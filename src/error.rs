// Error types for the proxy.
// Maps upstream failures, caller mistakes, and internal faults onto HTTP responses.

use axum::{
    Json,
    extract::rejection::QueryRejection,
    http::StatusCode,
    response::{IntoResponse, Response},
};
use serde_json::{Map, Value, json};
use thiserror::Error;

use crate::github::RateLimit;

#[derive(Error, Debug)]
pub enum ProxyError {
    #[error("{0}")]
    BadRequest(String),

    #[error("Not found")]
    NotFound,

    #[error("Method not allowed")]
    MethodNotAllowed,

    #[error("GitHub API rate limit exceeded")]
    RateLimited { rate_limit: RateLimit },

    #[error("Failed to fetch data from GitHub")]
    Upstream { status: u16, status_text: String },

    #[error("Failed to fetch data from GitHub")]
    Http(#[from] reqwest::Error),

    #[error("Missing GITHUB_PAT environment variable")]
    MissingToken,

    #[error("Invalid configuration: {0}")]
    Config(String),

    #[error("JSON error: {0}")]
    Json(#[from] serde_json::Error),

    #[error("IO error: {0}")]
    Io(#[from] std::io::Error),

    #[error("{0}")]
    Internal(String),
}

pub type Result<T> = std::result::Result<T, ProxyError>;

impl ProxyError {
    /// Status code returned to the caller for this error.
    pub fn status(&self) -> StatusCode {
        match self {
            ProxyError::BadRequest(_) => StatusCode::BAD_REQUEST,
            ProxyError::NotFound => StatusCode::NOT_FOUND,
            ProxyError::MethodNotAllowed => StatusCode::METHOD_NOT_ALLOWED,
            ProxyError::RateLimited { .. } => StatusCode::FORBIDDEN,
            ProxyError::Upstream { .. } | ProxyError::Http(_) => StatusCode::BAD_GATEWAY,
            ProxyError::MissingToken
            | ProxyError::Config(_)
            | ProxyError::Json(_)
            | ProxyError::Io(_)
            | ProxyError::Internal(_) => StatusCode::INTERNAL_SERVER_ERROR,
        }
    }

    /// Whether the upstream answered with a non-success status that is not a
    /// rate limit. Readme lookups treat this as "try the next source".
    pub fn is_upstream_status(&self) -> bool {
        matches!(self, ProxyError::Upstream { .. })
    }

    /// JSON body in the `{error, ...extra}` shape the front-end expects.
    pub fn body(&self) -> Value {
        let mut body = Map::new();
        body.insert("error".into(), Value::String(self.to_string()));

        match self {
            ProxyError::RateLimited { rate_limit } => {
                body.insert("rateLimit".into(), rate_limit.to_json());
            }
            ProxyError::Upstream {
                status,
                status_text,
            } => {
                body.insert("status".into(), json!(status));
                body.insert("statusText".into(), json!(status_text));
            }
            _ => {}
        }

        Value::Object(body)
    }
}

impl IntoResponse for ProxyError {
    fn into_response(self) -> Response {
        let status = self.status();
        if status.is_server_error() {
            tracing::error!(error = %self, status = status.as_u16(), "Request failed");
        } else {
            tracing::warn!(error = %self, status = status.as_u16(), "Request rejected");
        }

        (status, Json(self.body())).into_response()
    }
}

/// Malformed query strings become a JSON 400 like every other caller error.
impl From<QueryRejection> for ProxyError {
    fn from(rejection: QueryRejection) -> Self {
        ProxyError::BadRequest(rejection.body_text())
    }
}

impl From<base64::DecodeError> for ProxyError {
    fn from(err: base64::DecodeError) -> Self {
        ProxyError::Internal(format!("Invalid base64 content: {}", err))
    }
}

+++

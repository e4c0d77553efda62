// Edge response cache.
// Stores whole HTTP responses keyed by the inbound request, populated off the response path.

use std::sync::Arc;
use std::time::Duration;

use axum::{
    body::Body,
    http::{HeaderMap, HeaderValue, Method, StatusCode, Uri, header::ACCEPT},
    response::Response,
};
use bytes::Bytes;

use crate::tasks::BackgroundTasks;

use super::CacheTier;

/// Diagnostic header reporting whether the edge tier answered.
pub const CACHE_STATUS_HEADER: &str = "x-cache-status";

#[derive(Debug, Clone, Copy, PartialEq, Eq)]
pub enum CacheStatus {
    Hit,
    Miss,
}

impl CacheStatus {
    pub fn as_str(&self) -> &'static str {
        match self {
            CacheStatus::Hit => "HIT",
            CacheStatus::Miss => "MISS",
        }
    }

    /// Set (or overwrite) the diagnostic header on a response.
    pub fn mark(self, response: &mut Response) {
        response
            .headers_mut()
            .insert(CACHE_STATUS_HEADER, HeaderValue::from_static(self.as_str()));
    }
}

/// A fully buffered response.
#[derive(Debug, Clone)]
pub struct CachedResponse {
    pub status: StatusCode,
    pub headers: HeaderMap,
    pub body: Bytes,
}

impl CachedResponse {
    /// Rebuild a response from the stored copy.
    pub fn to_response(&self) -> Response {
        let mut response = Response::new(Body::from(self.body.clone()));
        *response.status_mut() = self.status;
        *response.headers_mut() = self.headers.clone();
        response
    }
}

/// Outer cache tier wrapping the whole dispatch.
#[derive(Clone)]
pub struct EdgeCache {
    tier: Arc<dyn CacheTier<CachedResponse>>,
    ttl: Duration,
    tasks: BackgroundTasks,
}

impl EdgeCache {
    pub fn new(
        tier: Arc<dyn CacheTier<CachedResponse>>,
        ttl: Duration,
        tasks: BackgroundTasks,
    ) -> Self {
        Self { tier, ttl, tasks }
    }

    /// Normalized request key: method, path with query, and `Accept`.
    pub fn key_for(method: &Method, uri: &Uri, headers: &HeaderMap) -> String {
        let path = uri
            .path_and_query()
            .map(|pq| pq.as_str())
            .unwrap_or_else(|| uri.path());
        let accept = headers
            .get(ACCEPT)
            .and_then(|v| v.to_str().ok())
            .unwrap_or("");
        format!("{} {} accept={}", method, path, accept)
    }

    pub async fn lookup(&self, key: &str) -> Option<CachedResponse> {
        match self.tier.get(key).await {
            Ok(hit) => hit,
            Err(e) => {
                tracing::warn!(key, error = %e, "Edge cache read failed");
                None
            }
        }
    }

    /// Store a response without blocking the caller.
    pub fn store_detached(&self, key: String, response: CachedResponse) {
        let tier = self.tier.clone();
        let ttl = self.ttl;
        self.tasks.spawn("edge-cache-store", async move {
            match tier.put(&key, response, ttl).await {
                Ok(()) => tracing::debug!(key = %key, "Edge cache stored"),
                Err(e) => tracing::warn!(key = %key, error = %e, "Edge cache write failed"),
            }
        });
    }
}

+++

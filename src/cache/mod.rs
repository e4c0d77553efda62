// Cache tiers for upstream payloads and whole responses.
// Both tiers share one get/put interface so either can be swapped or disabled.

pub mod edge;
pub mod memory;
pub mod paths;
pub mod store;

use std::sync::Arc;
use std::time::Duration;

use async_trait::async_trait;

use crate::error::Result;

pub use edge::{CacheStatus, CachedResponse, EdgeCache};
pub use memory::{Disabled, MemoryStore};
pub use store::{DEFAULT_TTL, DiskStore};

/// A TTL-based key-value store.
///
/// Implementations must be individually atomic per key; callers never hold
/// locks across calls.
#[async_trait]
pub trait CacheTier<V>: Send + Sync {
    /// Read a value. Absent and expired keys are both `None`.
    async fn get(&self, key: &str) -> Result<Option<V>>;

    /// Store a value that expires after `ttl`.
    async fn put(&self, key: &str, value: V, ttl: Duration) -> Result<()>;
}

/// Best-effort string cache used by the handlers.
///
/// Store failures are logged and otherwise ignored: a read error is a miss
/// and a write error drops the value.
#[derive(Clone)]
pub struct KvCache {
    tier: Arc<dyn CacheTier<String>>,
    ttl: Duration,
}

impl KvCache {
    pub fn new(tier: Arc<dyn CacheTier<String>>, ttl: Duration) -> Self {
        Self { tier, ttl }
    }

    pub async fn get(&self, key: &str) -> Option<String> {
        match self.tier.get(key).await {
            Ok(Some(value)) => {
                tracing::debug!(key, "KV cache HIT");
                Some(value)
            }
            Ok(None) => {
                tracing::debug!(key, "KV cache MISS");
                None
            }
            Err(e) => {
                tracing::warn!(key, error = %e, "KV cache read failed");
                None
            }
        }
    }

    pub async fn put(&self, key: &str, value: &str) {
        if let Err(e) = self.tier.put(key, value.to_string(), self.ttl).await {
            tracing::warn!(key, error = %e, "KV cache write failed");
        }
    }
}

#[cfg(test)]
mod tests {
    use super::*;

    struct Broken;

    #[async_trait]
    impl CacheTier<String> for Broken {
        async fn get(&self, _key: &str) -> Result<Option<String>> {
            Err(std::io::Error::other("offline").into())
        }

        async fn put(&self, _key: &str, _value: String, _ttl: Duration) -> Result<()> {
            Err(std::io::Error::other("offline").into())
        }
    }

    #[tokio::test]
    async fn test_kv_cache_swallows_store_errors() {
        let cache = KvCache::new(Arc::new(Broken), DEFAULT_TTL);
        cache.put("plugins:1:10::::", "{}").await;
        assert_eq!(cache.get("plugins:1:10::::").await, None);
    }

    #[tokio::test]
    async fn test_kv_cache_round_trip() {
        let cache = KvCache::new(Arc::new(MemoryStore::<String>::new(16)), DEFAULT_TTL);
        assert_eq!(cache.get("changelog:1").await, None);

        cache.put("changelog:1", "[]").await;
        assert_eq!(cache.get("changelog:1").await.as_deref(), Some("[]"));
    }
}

+++

What this task involves
In the data above, start at the line that has "u16, status_text: String", stop after the line that has "pub type Result<T>", and print every line in between exactly as it stands.

Reply to the exercise
    Upstream { status: u16, status_text: String },

    #[error("Failed to fetch data from GitHub")]
    Http(#[from] reqwest::Error),

    #[error("Missing GITHUB_PAT environment variable")]
    MissingToken,

    #[error("Invalid configuration: {0}")]
    Config(String),

    #[error("JSON error: {0}")]
    Json(#[from] serde_json::Error),

    #[error("IO error: {0}")]
    Io(#[from] std::io::Error),

    #[error("{0}")]
    Internal(String),
}

pub type Result<T> = std::result::Result<T, ProxyError>;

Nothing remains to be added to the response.